Data provided

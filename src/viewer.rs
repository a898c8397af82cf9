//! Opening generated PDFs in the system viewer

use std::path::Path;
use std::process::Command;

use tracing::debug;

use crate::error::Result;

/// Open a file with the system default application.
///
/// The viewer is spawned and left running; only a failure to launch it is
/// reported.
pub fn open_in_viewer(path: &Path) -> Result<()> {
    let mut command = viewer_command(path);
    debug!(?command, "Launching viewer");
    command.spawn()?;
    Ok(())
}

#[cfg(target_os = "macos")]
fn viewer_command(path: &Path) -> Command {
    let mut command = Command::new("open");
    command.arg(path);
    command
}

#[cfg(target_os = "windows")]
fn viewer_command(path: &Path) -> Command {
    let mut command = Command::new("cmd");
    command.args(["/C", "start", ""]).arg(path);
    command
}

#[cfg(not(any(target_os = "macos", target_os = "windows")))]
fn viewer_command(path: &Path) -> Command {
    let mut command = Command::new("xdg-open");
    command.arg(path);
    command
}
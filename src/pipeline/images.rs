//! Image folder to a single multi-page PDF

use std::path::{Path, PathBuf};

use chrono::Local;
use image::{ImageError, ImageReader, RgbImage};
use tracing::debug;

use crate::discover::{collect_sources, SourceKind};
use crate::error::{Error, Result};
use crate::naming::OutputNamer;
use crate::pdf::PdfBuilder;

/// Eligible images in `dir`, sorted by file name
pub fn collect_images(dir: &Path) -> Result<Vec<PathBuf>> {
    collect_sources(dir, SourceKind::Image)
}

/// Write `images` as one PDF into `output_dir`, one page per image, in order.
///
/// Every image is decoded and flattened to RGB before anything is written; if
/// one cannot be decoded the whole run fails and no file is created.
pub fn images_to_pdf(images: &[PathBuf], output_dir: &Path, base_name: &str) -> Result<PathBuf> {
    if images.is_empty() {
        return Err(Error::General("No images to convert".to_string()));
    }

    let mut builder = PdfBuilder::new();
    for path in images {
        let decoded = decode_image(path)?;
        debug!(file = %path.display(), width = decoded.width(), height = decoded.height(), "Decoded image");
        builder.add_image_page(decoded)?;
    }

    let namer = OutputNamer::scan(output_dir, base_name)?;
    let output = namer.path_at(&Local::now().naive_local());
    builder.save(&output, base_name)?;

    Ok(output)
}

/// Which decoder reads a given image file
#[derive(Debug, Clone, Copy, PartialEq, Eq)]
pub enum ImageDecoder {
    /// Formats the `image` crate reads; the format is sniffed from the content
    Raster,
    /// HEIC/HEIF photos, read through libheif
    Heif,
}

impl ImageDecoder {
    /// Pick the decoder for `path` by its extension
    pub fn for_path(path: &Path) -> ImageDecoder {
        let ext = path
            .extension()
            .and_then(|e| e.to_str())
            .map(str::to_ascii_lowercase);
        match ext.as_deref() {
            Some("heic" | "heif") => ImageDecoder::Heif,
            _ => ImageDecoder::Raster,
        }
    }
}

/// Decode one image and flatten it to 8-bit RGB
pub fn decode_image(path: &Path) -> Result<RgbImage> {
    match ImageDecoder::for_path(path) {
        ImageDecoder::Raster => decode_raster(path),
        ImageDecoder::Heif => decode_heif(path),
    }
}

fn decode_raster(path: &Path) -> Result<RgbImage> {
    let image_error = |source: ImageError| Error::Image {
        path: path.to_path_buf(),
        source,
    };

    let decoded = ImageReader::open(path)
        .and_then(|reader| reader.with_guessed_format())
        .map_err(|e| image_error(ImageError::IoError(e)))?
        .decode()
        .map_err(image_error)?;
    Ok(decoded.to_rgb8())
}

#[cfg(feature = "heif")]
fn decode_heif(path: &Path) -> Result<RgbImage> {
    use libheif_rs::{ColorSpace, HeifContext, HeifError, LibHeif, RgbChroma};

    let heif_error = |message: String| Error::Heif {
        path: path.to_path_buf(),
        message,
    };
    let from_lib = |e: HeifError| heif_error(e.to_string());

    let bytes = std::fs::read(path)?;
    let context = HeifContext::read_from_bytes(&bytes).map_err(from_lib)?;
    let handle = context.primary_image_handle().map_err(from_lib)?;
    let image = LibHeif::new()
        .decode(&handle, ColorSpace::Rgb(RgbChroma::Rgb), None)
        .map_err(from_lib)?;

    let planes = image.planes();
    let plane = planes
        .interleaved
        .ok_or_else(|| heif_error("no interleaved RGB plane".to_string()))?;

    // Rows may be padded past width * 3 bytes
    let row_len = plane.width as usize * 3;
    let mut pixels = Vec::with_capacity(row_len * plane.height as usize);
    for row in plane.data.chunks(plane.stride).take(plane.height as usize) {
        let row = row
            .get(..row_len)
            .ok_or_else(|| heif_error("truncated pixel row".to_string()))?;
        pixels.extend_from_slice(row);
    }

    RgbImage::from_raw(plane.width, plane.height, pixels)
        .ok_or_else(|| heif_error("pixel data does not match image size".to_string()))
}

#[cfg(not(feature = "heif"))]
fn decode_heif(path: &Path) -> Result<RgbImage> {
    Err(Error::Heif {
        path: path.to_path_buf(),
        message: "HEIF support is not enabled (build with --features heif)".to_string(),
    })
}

Aim of the exercise
In the entries above, find each line with "filename" and copy it.

Result below
filename src/viewer.rs
filename src/pipeline/images.rs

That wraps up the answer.